HERE is a link to the pictures I took yesterday.
While I was waiting to be met at the hotel, I walked down the street where I had seen a lot of coffee shops. I found one whose name was in English called Coffeeshop Company and went in. It was pleasant and clean and the waitstaff had black slacks and shirts with the logo and a banzai type headband. I don't exactly know what look they were going for.
I had a large cappucino which was served in a glass rather than cup. Then I had a second. It was after noon and I hadn't had coffee yet. The coffee machine in the breakfast room at the hotel was out of service. I'll go back to this coffee shop on Sunday evening when I'm back in Moscow.

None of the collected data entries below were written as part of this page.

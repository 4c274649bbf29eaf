use lifegrid_common::{CellCoord, LifeError};
use lifegrid_kernel::{LifeEngine, SharedEngine};

/// A discrete command the input layer hands to the engine.
#[derive(Debug, Clone, Copy, PartialEq, Eq)]
pub enum Action {
    /// Flip the running flag.
    ToggleRunning,
    /// Set one cell alive or dead.
    Paint { cell: CellCoord, alive: bool },
}

/// Anything actions can be applied to.
pub trait ActionSink {
    fn toggle_running(&mut self) -> bool;
    fn paint(&mut self, x: i32, y: i32, alive: bool) -> Result<(), LifeError>;
}

impl ActionSink for LifeEngine {
    fn toggle_running(&mut self) -> bool {
        LifeEngine::toggle_running(self)
    }

    fn paint(&mut self, x: i32, y: i32, alive: bool) -> Result<(), LifeError> {
        LifeEngine::paint(self, x, y, alive)
    }
}

impl ActionSink for SharedEngine {
    fn toggle_running(&mut self) -> bool {
        SharedEngine::toggle_running(self)
    }

    fn paint(&mut self, x: i32, y: i32, alive: bool) -> Result<(), LifeError> {
        SharedEngine::paint(self, x, y, alive)
    }
}

/// Apply one action. A paint outside the grid is returned as `OutOfBounds`
/// and leaves the grid untouched.
pub fn dispatch<S: ActionSink + ?Sized>(sink: &mut S, action: &Action) -> Result<(), LifeError> {
    match *action {
        Action::ToggleRunning => {
            let running = sink.toggle_running();
            tracing::debug!(running, "simulation toggled");
            Ok(())
        }
        Action::Paint { cell, alive } => sink.paint(cell.x, cell.y, alive),
    }
}

#[cfg(test)]
mod tests {
    use super::*;
    use lifegrid_kernel::GridStore;

    #[test]
    fn dispatch_toggle() {
        let mut engine = LifeEngine::new(GridStore::new(3).unwrap());
        dispatch(&mut engine, &Action::ToggleRunning).unwrap();
        assert!(engine.is_running());
    }

    #[test]
    fn dispatch_paint() {
        let mut engine = LifeEngine::new(GridStore::new(3).unwrap());
        let paint = Action::Paint {
            cell: CellCoord::new(2, 0),
            alive: true,
        };
        dispatch(&mut engine, &paint).unwrap();
        assert!(engine.get(2, 0).unwrap());
        assert!(!engine.is_running());
    }

    #[test]
    fn dispatch_off_grid_paint_reports_failure() {
        let mut engine = LifeEngine::new(GridStore::new(3).unwrap());
        let paint = Action::Paint {
            cell: CellCoord::new(3, 1),
            alive: true,
        };
        assert_eq!(
            dispatch(&mut engine, &paint),
            Err(LifeError::OutOfBounds { x: 3, y: 1, size: 3 })
        );
        assert_eq!(engine.population(), 0);
    }

    #[test]
    fn dispatch_to_shared_engine() {
        let mut shared = SharedEngine::new(LifeEngine::new(GridStore::new(4).unwrap()));
        dispatch(
            &mut shared,
            &Action::Paint {
                cell: CellCoord::new(1, 1),
                alive: true,
            },
        )
        .unwrap();
        dispatch(&mut shared, &Action::ToggleRunning).unwrap();
        assert!(shared.get(1, 1).unwrap());
        assert!(shared.is_running());
    }
}
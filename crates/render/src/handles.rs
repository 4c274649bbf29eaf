use lifegrid_common::CellCoord;
use lifegrid_kernel::{GridStore, LifeEvent};

/// Material a cell's drawable should carry.
#[derive(Debug, Clone, Copy, PartialEq, Eq)]
pub enum CellMaterial {
    Alive,
    Dead,
}

impl CellMaterial {
    pub fn for_state(alive: bool) -> Self {
        if alive { Self::Alive } else { Self::Dead }
    }
}

/// Renderer-owned array of drawable handles, one per grid cell.
///
/// Built once from the grid, then kept in sync by feeding it the engine's
/// drained events; only cells named in `CellChanged` are touched.
#[derive(Debug, Clone)]
pub struct CellHandles<H> {
    size: usize,
    handles: Vec<H>,
}

impl<H> CellHandles<H> {
    /// Create one handle per cell from its coordinate and current state.
    pub fn build(grid: &GridStore, mut make: impl FnMut(CellCoord, bool) -> H) -> Self {
        let size = grid.size();
        let handles = grid
            .cells()
            .iter()
            .enumerate()
            .map(|(i, &alive)| make(CellCoord::new((i % size) as i32, (i / size) as i32), alive))
            .collect();
        Self { size, handles }
    }

    pub fn size(&self) -> usize {
        self.size
    }

    pub fn get(&self, coord: CellCoord) -> Option<&H> {
        self.index(coord).map(|i| &self.handles[i])
    }

    /// Apply cell changes to their handles. Returns how many were updated.
    pub fn apply(&mut self, events: &[LifeEvent], mut update: impl FnMut(&mut H, bool)) -> usize {
        let mut updated = 0;
        for event in events {
            let LifeEvent::CellChanged { cell, alive, .. } = event else {
                continue;
            };
            match self.index(*cell) {
                Some(i) => {
                    update(&mut self.handles[i], *alive);
                    updated += 1;
                }
                None => tracing::warn!(%cell, "change for a cell outside the handle array"),
            }
        }
        updated
    }

    /// Bring every handle up to date with `grid` given the events drained
    /// from it. A `Resync` in the batch means events were lost, so all
    /// handles are refreshed from the grid instead. Returns how many were
    /// updated.
    pub fn sync(
        &mut self,
        grid: &GridStore,
        events: &[LifeEvent],
        mut update: impl FnMut(&mut H, bool),
    ) -> usize {
        if !events.iter().any(|e| matches!(e, LifeEvent::Resync)) {
            return self.apply(events, update);
        }
        if grid.size() != self.size {
            tracing::warn!(grid = grid.size(), handles = self.size, "resync against a grid of another size");
        }
        tracing::debug!(cells = self.handles.len(), "event log overflowed, refreshing all handles");
        let mut updated = 0;
        for (h, &alive) in self.handles.iter_mut().zip(grid.cells()) {
            update(h, alive);
            updated += 1;
        }
        updated
    }

    pub fn iter(&self) -> impl Iterator<Item = (CellCoord, &H)> {
        let size = self.size;
        self.handles
            .iter()
            .enumerate()
            .map(move |(i, h)| (CellCoord::new((i % size) as i32, (i / size) as i32), h))
    }

    fn index(&self, c: CellCoord) -> Option<usize> {
        let x = usize::try_from(c.x).ok().filter(|x| *x < self.size)?;
        let y = usize::try_from(c.y).ok().filter(|y| *y < self.size)?;
        Some(y * self.size + x)
    }
}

It turned out that the guy who came to meet me, Michael, was someone I knew. In fact on Sunday I will officiate at his wedding to his partner. There were three folks from Holland with him. Willie, Annemarie, and Diane, living in Holland but from Malta. We walked to the Metro, took the train to our general meetingplace and waited for the private bus that would take us to the conference hotel, 30 kilometers outside of Moscow. The group gathered to wait in front of the train station. It was good to greet old friends as they arrived. I was especially glad to see Bishop Vladimir and his friend, Ivan, who came by train from Kiev.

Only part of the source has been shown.